The Kennedy Center Honors

And the winner is…


With an honorable mention to Bob Seger, but his performance had so much more gravitas at the Glenn Frey memorial at the Forum, an insider affair that got no publicity but was the highlight of the year, because when it comes to rock and roll, it’s a club, and the public only gets glimpses, that’s part of its magic.

And speaking of magic… If you weren’t touched by the President singing along to “Fire and Rain” or the many imitations/quotations of Al Pacinoisms in the culture, you’re not an American.

But the truth is you are.

How did we get here? Where money means everything and artists are second class citizens, bitching about getting paid and playing to the man?

It didn’t used to be this way, and it won’t be this way for long, because the truth is, America runs on art. All the rest is just trappings. You make bank so…you can go on StubHub and overpay to sit in the front row at the show. You go home after a long day and you fire up Netflix or HBO for soul-fulfilling sustenance. It’s those who hang it out the farthest who we revere, but too many are not hanging it out at all, or if they are, they keep telling us about it when any true artist knows you let the work speak for itself.

Now the problem with this extravaganza is it’s a television show. It’s got to hit all the notes, even showing Les Moonves and his wife on camera, as if they were stars who deserve attention. Didn’t Tommy Mottola kill this paradigm in the nineties? The suits belong in the back row, they should be thrilled to be inside the building, but too often today they think they’re the artist, that they’re responsible, and that’s just plain wrong.

Having Hootie (and yes, I know his name is Darius Rucker) sing James Taylor is like hiring the Backstreet Boys to sing Prince. Huh? Come on, he was the only one available?

But no, they needed someone of color. They needed a woman singing. But sometimes the best person for the job is the one who was there when it all went down. Like Seger. This is a show for old farts, why don’t you let the old farts play, the kids don’t care anyway. But no, the producers have to skew young. Kings Of Leon doing “Take It Easy” was akin to getting Jana Kramer to fete Patsy Cline. Come on, at least the backup band in the JT tribute featured Kootch and Leland Sklar. Let the old folks shine, their time is almost done.
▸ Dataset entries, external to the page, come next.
//! Redis key surface (see spec §6). All keys are plain `String`s built from
//! a configurable prefix so multiple deployments can share one Redis
//! instance without a dedicated database per environment.

use uuid::Uuid;

pub const DEFAULT_PREFIX: &str = "virusscan";

pub const RESULT_TTL_SECS: i64 = 60;
pub const CACHE_TTL_SECS: i64 = 3600;
pub const HEARTBEAT_TTL_SECS: i64 = 30;
pub const HEARTBEAT_REFRESH_SECS: u64 = 10;
pub const INLINE_TTL_SECS: i64 = 60;
pub const SCALING_REQUEST_TTL_SECS: i64 = 300;
pub const UPDATE_LOCK_TTL_MS: i64 = 120_000;

#[derive(Debug, Clone)]
pub struct KeySpace {
    prefix: String,
}

impl Default for KeySpace {
    fn default() -> Self {
        KeySpace::new(DEFAULT_PREFIX)
    }
}

impl KeySpace {
    pub fn new(prefix: impl Into<String>) -> Self {
        KeySpace {
            prefix: prefix.into(),
        }
    }

    fn key(&self, suffix: impl std::fmt::Display) -> String {
        format!("{}:{}", self.prefix, suffix)
    }

    pub fn scan_priority(&self) -> String {
        self.key("scan_priority")
    }

    pub fn scan_normal(&self) -> String {
        self.key("scan_normal")
    }

    pub fn result(&self, task_id: Uuid) -> String {
        self.key(format_args!("result:{task_id}"))
    }

    pub fn chunks(&self, task_id: Uuid) -> String {
        self.key(format_args!("chunks:{task_id}"))
    }

    pub fn chunks_done(&self, task_id: Uuid) -> String {
        self.key(format_args!("chunks:{task_id}:done"))
    }

    pub fn chunks_verified(&self, task_id: Uuid) -> String {
        self.key(format_args!("chunks:{task_id}:verified"))
    }

    pub fn inline(&self, task_id: Uuid) -> String {
        self.key(format_args!("inline:{task_id}"))
    }

    pub fn cache_verdict(&self, fingerprint: &str) -> String {
        self.key(format_args!("cache:verdict:{fingerprint}"))
    }

    pub fn heartbeat(&self, node_id: &str) -> String {
        self.key(format_args!("clamav:heartbeat:{node_id}"))
    }

    pub fn heartbeat_glob(&self) -> String {
        self.key("clamav:heartbeat:*")
    }

    pub fn target_epoch(&self) -> String {
        self.key("clamav:target_epoch")
    }

    pub fn update_lock(&self) -> String {
        self.key("clamav:update_lock")
    }

    pub fn scaling_request(&self) -> String {
        self.key("clamav:scaling_request")
    }

    /// Where a node records why its last reload attempt failed. Read by
    /// operators, not by other nodes — the cluster otherwise just stays on
    /// the old epoch until someone looks.
    pub fn update_status(&self, node_id: &str) -> String {
        self.key(format_args!("clamav:update_status:{node_id}"))
    }
}

#[cfg(test)]
mod tests {
    use super::*;

    #[test]
    fn keys_are_namespaced() {
        let ks = KeySpace::new("vs-test");
        assert_eq!(ks.scan_priority(), "vs-test:scan_priority");
        assert_eq!(ks.target_epoch(), "vs-test:clamav:target_epoch");
        let id = Uuid::nil();
        assert_eq!(ks.result(id), format!("vs-test:result:{id}"));
        assert_eq!(ks.chunks_done(id), format!("vs-test:chunks:{id}:done"));
    }
}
Like watching Pacino in all those movies. Before videotape, when you had to go to the theatre to be in the know and we did. It was a national religion, going to the flicks, and it all wasn’t blockbusters, then again, “Star Wars” and “The Towering Inferno” sounded the death knell for the movie business. Because when big bucks are available, why go for the small ones? Don’t tell the record label you can make them a hundred thousand, they’re not interested, but ten million? They’d rather lose seven figures in pursuit, or die tryin’.


James Taylor has been hiding in plain sight. Funny how they’re here and then they’re gone. You can see him every summer. But at some point he’ll exit this mortal coil and that drive from Stockbridge to Boston will be damn near unbearable, because of the tears in my eyes.

And so many of the song choices on this show were lame. They’re being feted for their talent, at least use the songs they wrote, they’ve got plenty of hits. I mean come on, “How Sweet It Is”? Sing that when you induct Marvin Gaye. Or Holland/Dozier/Holland. Sure, it was a hit, sure, the public knows it, but how about something with gravitas, James Taylor’s specialty. This is your moment to shine, to deliver, can’t you take a risk?

But I was happy to hear Garth Brooks sing “Shower The People”…

The President didn’t know this one, nor did most in attendance, they were not singing along, but to those scoring at home, who know this number, this was a highlight.

You can play the game
And you can act out the part
Though you know it wasn’t written for you

This is the national scourge, people living according to their head, not their heart. All this derision of arts majors. Hell, I majored in art. We need people to soothe our souls, something an engineer can’t do, certainly not a banker.

You can run but you cannot hide
This is widely known
And what you plan to do with your foolish pride
When you’re all by yourself alone

Everybody’s fake, artifice rules. Try being the real you, you’ll be stunned at the results.

Once you tell somebody the way that you feel
You can feel it beginning to ease
I think it’s true what they say about the squeaky wheel
Always getting the grease

The world runs on communication. Which works best with honesty. Speak your truth, be vulnerable, the response will overwhelm you. We’re just people and we’re looking to connect, we’ll accept you, flaws and all, if you just let us know how you truly feel.

As for Mavis Staples…

I saw her open for Bonnie Raitt and she closed me, she’s still got it.

And the video package showing the stadium gig with her singing “Respect Yourself,” and the interactions with Martin Luther King… You don’t do it for the adulation, you don’t do it for the money, you do it because you have something to say, you need to stand for something.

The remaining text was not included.